And have you noticed how it is more expensive to buy for one person than it is to buy for a family? I swear shops are out to penalise the people who live on their own, or in my case, eat at home alone because the son who does live with me works opposite hours so we tend to meet in passing. I can however, buy a large joint of meat intended for a family, slow cook it so it falls apart and then separate it into equal portions and freeze to eat at a later date. Usually with a handy bag of microwave cookable rice…

I am a bugger for buying coffee out. But I don’t need to and it will stop. It’s going to be hard though as I often go out with the people I support at work and we will visit a coffee shop where they can learn essential social skills. It doesn’t feel right sitting there without a coffee myself but the cost of those coffees add up.

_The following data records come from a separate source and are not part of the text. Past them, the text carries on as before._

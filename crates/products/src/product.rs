use chrono::{DateTime, Utc};
use serde::de::DeserializeOwned;
use serde::{Deserialize, Serialize};
use serde_json::Value as JsonValue;

use stockrelay_core::{DomainError, DomainResult};
use stockrelay_events::{EnvelopeError, IntegrationEvent};

/// Exchange for the inventory bounded context.
pub const EXCHANGE: &str = "inventory";

/// Event type tags carried in `EventEnvelope::event_type`.
pub mod event_types {
    pub const PRODUCT_CREATED: &str = "ProductCreated";
    pub const PRODUCT_UPDATED: &str = "ProductUpdated";
    pub const PRODUCT_DELETED: &str = "ProductDeleted";

    pub const ALL: [&str; 3] = [PRODUCT_CREATED, PRODUCT_UPDATED, PRODUCT_DELETED];
}

/// Topic routing keys (`<entity>.<verb>`).
pub mod routing_keys {
    pub const PRODUCT_CREATED: &str = "product.created";
    pub const PRODUCT_UPDATED: &str = "product.updated";
    pub const PRODUCT_DELETED: &str = "product.deleted";
}

/// Product identifier as assigned by the inventory database.
#[derive(Debug, Copy, Clone, PartialEq, Eq, Hash, PartialOrd, Ord, Serialize, Deserialize)]
#[serde(transparent)]
pub struct ProductId(pub i64);

impl ProductId {
    pub fn new(id: i64) -> Self {
        Self(id)
    }
}

impl core::fmt::Display for ProductId {
    fn fmt(&self, f: &mut core::fmt::Formatter<'_>) -> core::fmt::Result {
        core::fmt::Display::fmt(&self.0, f)
    }
}

/// Event: ProductCreated.
#[derive(Debug, Clone, PartialEq, Eq, Serialize, Deserialize)]
#[serde(rename_all = "camelCase", deny_unknown_fields)]
pub struct ProductCreated {
    pub id: ProductId,
    pub name: String,
    pub description: String,
    /// Price in the smallest currency unit (e.g. cents).
    pub price_cents: u64,
    pub stock: i32,
    pub category: String,
    pub occurred_at: DateTime<Utc>,
}

/// Event: ProductUpdated (full replacement of the mutable fields).
#[derive(Debug, Clone, PartialEq, Eq, Serialize, Deserialize)]
#[serde(rename_all = "camelCase", deny_unknown_fields)]
pub struct ProductUpdated {
    pub id: ProductId,
    pub name: String,
    pub description: String,
    pub price_cents: u64,
    pub stock: i32,
    pub category: String,
    pub occurred_at: DateTime<Utc>,
}

/// Event: ProductDeleted.
#[derive(Debug, Clone, PartialEq, Eq, Serialize, Deserialize)]
#[serde(rename_all = "camelCase", deny_unknown_fields)]
pub struct ProductDeleted {
    pub id: ProductId,
    pub occurred_at: DateTime<Utc>,
}

#[derive(Debug, Clone, PartialEq, Eq)]
pub enum ProductEvent {
    Created(ProductCreated),
    Updated(ProductUpdated),
    Deleted(ProductDeleted),
}

impl ProductEvent {
    pub fn created(event: ProductCreated) -> DomainResult<Self> {
        let event = Self::Created(event);
        event.validate()?;
        Ok(event)
    }

    pub fn updated(event: ProductUpdated) -> DomainResult<Self> {
        let event = Self::Updated(event);
        event.validate()?;
        Ok(event)
    }

    pub fn deleted(id: ProductId, occurred_at: DateTime<Utc>) -> DomainResult<Self> {
        let event = Self::Deleted(ProductDeleted { id, occurred_at });
        event.validate()?;
        Ok(event)
    }

    pub fn product_id(&self) -> ProductId {
        match self {
            ProductEvent::Created(e) => e.id,
            ProductEvent::Updated(e) => e.id,
            ProductEvent::Deleted(e) => e.id,
        }
    }

    /// Field rules shared by producers (before publish) and consumers (after decode).
    pub fn validate(&self) -> DomainResult<()> {
        if self.product_id().0 <= 0 {
            return Err(DomainError::validation("product id must be positive"));
        }
        match self {
            ProductEvent::Created(ProductCreated {
                name, stock, ..
            })
            | ProductEvent::Updated(ProductUpdated {
                name, stock, ..
            }) => {
                if name.trim().is_empty() {
                    return Err(DomainError::validation("product name must not be empty"));
                }
                if *stock < 0 {
                    return Err(DomainError::validation("stock must not be negative"));
                }
                Ok(())
            }
            ProductEvent::Deleted(_) => Ok(()),
        }
    }
}

fn decode<T: DeserializeOwned>(event_type: &str, payload: &JsonValue) -> Result<T, EnvelopeError> {
    T::deserialize(payload).map_err(|e| EnvelopeError::SchemaMismatch {
        event_type: event_type.to_string(),
        reason: e.to_string(),
    })
}

impl IntegrationEvent for ProductEvent {
    fn event_type(&self) -> &'static str {
        match self {
            ProductEvent::Created(_) => event_types::PRODUCT_CREATED,
            ProductEvent::Updated(_) => event_types::PRODUCT_UPDATED,
            ProductEvent::Deleted(_) => event_types::PRODUCT_DELETED,
        }
    }

    fn routing_key(&self) -> &'static str {
        match self {
            ProductEvent::Created(_) => routing_keys::PRODUCT_CREATED,
            ProductEvent::Updated(_) => routing_keys::PRODUCT_UPDATED,
            ProductEvent::Deleted(_) => routing_keys::PRODUCT_DELETED,
        }
    }

    fn occurred_at(&self) -> DateTime<Utc> {
        match self {
            ProductEvent::Created(e) => e.occurred_at,
            ProductEvent::Updated(e) => e.occurred_at,
            ProductEvent::Deleted(e) => e.occurred_at,
        }
    }

    fn to_payload(&self) -> Result<JsonValue, EnvelopeError> {
        let value = match self {
            ProductEvent::Created(e) => serde_json::to_value(e),
            ProductEvent::Updated(e) => serde_json::to_value(e),
            ProductEvent::Deleted(e) => serde_json::to_value(e),
        };
        value.map_err(|e| EnvelopeError::Serialization(e.to_string()))
    }

    fn from_payload(event_type: &str, payload: &JsonValue) -> Result<Self, EnvelopeError> {
        let event = match event_type {
            event_types::PRODUCT_CREATED => ProductEvent::Created(decode(event_type, payload)?),
            event_types::PRODUCT_UPDATED => ProductEvent::Updated(decode(event_type, payload)?),
            event_types::PRODUCT_DELETED => ProductEvent::Deleted(decode(event_type, payload)?),
            other => return Err(EnvelopeError::UnknownEventType(other.to_string())),
        };

        event.validate().map_err(|e| EnvelopeError::SchemaMismatch {
            event_type: event_type.to_string(),
            reason: e.to_string(),
        })?;
        Ok(event)
    }
}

Generally, i would have one per day, five days a week.

On average a latte is around £2.50 a cup which would be £12.50 a week. I get 6 weeks holidays a year so times that £12.50 by 46 weeks and you get to £575.00 per year. That’s a lot of coffee, but hold on, I’ve not finished. Next door to my work is a rather nice coffee shop where, if you are a local and bring your own mug in for a takeaway coffee, they will sell you one for just a quid. It’s only a quid right? I have got into a rather nasty habit of nipping in there first thing every morning for a latte to start the working day with. Very tasty. Now, £1.00 times 5 days equals £5.00. Didn’t need to use the calculator for that one. Go me! But, times that fiver by 46 (back on the calculator) and you get to £230.00. Add that £230.00 to the previous £575.00 and you get a grand total of £805.00 per year just on takeaway and sit in coffees! That is a ridiculous amount to spend and now that I have worked that out, I can see where I can save money immediately.

the-scream-edvard-munch

2) Medication and Health needs.

This is where I can’t compromise. Luckily, I enjoy good health and do not need any regular medication. However, if I need it, I will pay for it. I can’t save money on supplements either because I don’t believe you need them as long as you follow a varied, reasonably healthy diet. Do health needs also encompass fitness and exercise? I guess it does really, so I can sort of compromise here. No gym or exercise classes for me (phew, that’s a relief, always feel guilty for not going to the gym). There are many ways of keeping fit for free and I have two dogs. There is no excuse to waste money here.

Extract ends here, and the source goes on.